====== Data supplied

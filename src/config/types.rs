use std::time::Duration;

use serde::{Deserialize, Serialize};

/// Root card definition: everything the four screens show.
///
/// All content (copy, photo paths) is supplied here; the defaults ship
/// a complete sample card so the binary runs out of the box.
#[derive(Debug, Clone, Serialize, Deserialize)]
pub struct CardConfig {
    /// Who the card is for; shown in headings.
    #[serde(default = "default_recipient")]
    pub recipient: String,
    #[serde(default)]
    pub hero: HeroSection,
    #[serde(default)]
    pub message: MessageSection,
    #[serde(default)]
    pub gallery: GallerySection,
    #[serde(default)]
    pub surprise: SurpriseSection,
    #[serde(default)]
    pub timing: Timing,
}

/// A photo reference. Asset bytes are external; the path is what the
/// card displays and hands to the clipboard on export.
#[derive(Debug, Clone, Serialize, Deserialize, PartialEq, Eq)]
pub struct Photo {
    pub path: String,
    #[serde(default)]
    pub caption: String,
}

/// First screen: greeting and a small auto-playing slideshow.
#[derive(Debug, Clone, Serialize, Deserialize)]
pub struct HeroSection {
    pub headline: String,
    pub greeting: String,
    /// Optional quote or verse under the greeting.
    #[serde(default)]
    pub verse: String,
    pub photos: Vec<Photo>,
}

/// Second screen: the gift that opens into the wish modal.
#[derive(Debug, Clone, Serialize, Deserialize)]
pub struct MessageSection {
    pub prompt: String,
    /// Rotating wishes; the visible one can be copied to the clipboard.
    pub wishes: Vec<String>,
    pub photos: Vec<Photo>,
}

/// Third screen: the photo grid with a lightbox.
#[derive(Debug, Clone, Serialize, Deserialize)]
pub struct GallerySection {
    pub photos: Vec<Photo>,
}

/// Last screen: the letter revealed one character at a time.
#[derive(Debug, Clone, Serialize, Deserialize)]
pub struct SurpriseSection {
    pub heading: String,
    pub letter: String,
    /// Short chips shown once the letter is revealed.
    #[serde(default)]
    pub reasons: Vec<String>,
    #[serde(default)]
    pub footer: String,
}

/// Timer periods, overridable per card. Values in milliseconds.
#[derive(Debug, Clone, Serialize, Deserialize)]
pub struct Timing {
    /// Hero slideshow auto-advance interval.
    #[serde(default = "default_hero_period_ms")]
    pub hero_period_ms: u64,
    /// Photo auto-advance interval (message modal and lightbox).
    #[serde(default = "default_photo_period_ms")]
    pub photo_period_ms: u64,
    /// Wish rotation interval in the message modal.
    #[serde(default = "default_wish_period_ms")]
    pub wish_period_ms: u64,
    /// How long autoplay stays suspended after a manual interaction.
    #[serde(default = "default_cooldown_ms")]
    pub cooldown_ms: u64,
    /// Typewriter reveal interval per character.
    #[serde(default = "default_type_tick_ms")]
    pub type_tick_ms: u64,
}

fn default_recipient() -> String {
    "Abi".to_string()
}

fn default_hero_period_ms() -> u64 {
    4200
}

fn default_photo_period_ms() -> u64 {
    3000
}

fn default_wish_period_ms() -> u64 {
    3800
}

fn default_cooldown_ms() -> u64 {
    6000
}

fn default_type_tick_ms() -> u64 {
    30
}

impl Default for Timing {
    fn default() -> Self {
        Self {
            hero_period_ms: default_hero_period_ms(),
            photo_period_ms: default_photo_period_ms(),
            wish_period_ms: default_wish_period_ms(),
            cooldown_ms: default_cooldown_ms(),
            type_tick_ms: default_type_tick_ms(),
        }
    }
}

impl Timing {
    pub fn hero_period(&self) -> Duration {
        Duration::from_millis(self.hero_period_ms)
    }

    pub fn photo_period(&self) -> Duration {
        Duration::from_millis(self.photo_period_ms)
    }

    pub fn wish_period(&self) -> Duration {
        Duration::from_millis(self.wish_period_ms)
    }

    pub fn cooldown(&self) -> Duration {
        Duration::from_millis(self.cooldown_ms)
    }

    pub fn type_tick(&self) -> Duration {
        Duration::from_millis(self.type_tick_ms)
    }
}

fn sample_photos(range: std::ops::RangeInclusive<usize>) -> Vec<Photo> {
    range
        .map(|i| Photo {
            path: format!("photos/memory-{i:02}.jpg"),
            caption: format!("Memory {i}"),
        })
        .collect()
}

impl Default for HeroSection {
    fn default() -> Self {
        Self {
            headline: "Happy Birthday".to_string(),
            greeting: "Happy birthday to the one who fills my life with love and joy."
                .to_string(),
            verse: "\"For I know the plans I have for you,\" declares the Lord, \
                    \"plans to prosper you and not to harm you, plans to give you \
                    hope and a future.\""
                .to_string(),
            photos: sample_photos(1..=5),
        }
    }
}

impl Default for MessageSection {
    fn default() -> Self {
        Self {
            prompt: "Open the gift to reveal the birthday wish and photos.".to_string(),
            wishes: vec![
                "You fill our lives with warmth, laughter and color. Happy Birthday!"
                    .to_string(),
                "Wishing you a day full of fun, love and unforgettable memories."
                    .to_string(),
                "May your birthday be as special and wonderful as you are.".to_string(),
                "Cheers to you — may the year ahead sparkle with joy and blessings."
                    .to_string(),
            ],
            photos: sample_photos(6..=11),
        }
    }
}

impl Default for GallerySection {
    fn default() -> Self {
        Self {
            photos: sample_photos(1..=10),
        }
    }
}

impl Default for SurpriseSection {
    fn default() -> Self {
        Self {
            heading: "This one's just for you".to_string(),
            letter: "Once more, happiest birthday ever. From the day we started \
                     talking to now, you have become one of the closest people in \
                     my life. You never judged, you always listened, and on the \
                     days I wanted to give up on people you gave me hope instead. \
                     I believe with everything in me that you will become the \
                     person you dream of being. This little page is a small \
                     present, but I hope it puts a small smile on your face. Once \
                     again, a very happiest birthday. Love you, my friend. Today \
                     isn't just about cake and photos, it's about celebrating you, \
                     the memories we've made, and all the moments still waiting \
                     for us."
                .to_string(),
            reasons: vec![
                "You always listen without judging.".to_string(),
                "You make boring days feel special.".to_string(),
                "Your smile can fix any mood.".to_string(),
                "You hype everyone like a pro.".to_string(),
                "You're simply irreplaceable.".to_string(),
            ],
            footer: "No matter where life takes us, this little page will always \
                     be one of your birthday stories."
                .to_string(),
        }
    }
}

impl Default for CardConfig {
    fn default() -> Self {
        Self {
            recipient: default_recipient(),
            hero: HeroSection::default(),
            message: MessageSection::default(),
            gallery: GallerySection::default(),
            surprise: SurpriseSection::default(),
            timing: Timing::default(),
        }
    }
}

============

_Exercise brief_:
Where a line in the listing holds the string "revealed", include it in the count, then report the total alone.

_Answer space_:
2